В поезде Немица атмосфера, вероятно, была ему дружелюбная, полуграмотные «красные» слушали внимательно и сочувственно его «африканские» стихи. Он играл с ними в карты, шутил, много пил. Через неделю как ни в чем не бывало вернулся в Петербург, продолжал свою деятельность лектора, наставителя поэтов… Ночью на 3 августа люди в кожаных куртках куда-то повели его, позволив ему из книг взять с собой Библию и Одиссею. Никто его не видел больше. В конце месяца в «Петроградской Правде» был напечатан список расстрелянных «таганцевцев», с указанием «кто и за что». О Гумилеве сказано было, что он поэт, член правления горьковской «Мировой литературы», беспартийный и бывший военный, участвовал в составлении прокламаций, обещал присоединить к таганцевской организации группу интеллигентов в случае восстания, получал деньги на технические надобности организации.

Вот как заключает свой рассказ о смерти Гумилева и Блока Владислав Ходасевич, бывший тогда в деревне: «В начале сентября мы узнали, что Гумилев убит. Письма из Петербурга шли мрачные, с полунамеками, с умолчаниями. Когда вернулся я в город, там еще не опомнились после этих смертей. В начале 1922 года, когда театр, о котором перед арестом много хлопотал Гумилев, поставил его пьесу „Гондла“, на генеральной репетиции, а потом и на первом представлении публика стала вызывать: — Автора! — Пьесу велели снять с репертуара».

Черубина де Габриак{59}

Исповедь

…В первый раз я увидела Н. С. в июле 1907 года в Париже в мастерской художника Себастьяна Гуревича, который писал мой портрет. Он был еще совсем мальчик, бледное, мрачное лицо, шепелявый говор, в руках он держал небольшую змейку из голубого бисера. Она меня больше всего поразила. Мы говорили о Царском Селе, Н. С. читал стихи (из «Романтических цветов»). Стихи мне очень понравились. Через несколько дней мы опять все втроем были в ночном кафе, я первый раз в моей жизни. Маленькая цветочница продавала большие букеты пушистых гвоздик, Н. С. купил для меня такой букет, а уже поздно ночью мы все втроем ходили вокруг Люксембургского сада, и Н. С. говорил о Пресвятой Деве. Вот и все. Больше я его не видела. Но запомнила, запомнил и он.

вернуться

59

Впервые опубликовано М. Баскером и Ш. Греем в книге «Неизданное и несобранное» (Paris, YMCA-Press: 1986). Черубина де Габриак — псевдоним поэтессы и переводчицы Елизаветы Ивановны Васильевой, урожденной Дмитриевой (1887–1928).

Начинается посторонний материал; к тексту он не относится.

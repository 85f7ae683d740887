//! The fixed set of editor event types.

use std::fmt;
use std::str::FromStr;

use serde::{Deserialize, Serialize};

use crate::errors::EventBusError;

/// Editor event type. The snake-case names are a wire contract.
#[derive(Clone, Copy, Debug, PartialEq, Eq, Hash, PartialOrd, Ord, Serialize, Deserialize)]
#[serde(rename_all = "snake_case")]
pub enum EventType {
    /// `{path}`
    SceneChanged,
    /// `{path, node_type, parent?}`
    NodeAdded,
    /// `{path, node_type?}`
    NodeRemoved,
    /// `{path, old_name, new_name}`
    NodeRenamed,
    /// `{path, property, value?}`
    PropertyChanged,
    /// `{path, line?, message, severity}`
    ScriptError,
    /// `{scene?}`
    GameStarted,
    /// `{}`
    GameStopped,
    /// `{paused}`
    GamePaused,
    /// `{path, change?}`
    FileChanged,
    /// `{paths}`
    SelectionChanged,
    /// `{message, severity}`
    DebugOutput,
}

impl EventType {
    /// Every event type, in declaration order.
    pub const ALL: [Self; 12] = [
        Self::SceneChanged,
        Self::NodeAdded,
        Self::NodeRemoved,
        Self::NodeRenamed,
        Self::PropertyChanged,
        Self::ScriptError,
        Self::GameStarted,
        Self::GameStopped,
        Self::GamePaused,
        Self::FileChanged,
        Self::SelectionChanged,
        Self::DebugOutput,
    ];

    /// Wire name.
    pub fn as_str(self) -> &'static str {
        match self {
            Self::SceneChanged => "scene_changed",
            Self::NodeAdded => "node_added",
            Self::NodeRemoved => "node_removed",
            Self::NodeRenamed => "node_renamed",
            Self::PropertyChanged => "property_changed",
            Self::ScriptError => "script_error",
            Self::GameStarted => "game_started",
            Self::GameStopped => "game_stopped",
            Self::GamePaused => "game_paused",
            Self::FileChanged => "file_changed",
            Self::SelectionChanged => "selection_changed",
            Self::DebugOutput => "debug_output",
        }
    }

    /// Payload keys documented for this type; optional keys end in `?`.
    pub fn payload_fields(self) -> &'static [&'static str] {
        match self {
            Self::SceneChanged => &["path"],
            Self::NodeAdded => &["path", "node_type", "parent?"],
            Self::NodeRemoved => &["path", "node_type?"],
            Self::NodeRenamed => &["path", "old_name", "new_name"],
            Self::PropertyChanged => &["path", "property", "value?"],
            Self::ScriptError => &["path", "line?", "message", "severity"],
            Self::GameStarted => &["scene?"],
            Self::GameStopped => &[],
            Self::GamePaused => &["paused"],
            Self::FileChanged => &["path", "change?"],
            Self::SelectionChanged => &["paths"],
            Self::DebugOutput => &["message", "severity"],
        }
    }
}

impl fmt::Display for EventType {
    fn fmt(&self, f: &mut fmt::Formatter<'_>) -> fmt::Result {
        f.write_str(self.as_str())
    }
}

impl FromStr for EventType {
    type Err = EventBusError;

    fn from_str(s: &str) -> Result<Self, Self::Err> {
        Self::ALL
            .into_iter()
            .find(|t| t.as_str() == s)
            .ok_or_else(|| EventBusError::InvalidEventType(s.to_owned()))
    }
}

#[cfg(test)]
mod tests {
    use super::*;

    #[test]
    fn parse_every_type() {
        for t in EventType::ALL {
            assert_eq!(t.as_str().parse::<EventType>().unwrap(), t);
        }
    }

    #[test]
    fn parse_rejects_unknown_and_case_variants() {
        assert!("scene_loaded".parse::<EventType>().is_err());
        let err = "SCENE_CHANGED".parse::<EventType>().unwrap_err();
        assert_eq!(err.code(), "INVALID_EVENT_TYPE");
    }

    #[test]
    fn serde_matches_as_str() {
        for t in EventType::ALL {
            let json = serde_json::to_value(t).unwrap();
            assert_eq!(json, t.as_str());
        }
    }

    #[test]
    fn payload_fields_documented() {
        assert_eq!(EventType::GameStopped.payload_fields().len(), 0);
        assert!(EventType::ScriptError.payload_fields().contains(&"severity"));
    }
}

Родилась в Петербурге в дворянской семье. «Мое детство, — писала она в автобиографии, — все связано с Медным всадником, Сфинксом на Неве и Казанским собором». Окончила Женский императорский педагогический институт по специальности «средневековая история и французская средневековая литература». Училась в Сорбонне (не окончила). Прославилась своими стихами, напечатанными под псевдонимом Черубина де Габриак в «Аполлоне» в 1909 и 1910 гг. Писала пьесы для детского театра в Екатеринодаре. В двадцатые годы жила в Петрограде, в 1927 г. была сослана в Узбекистан.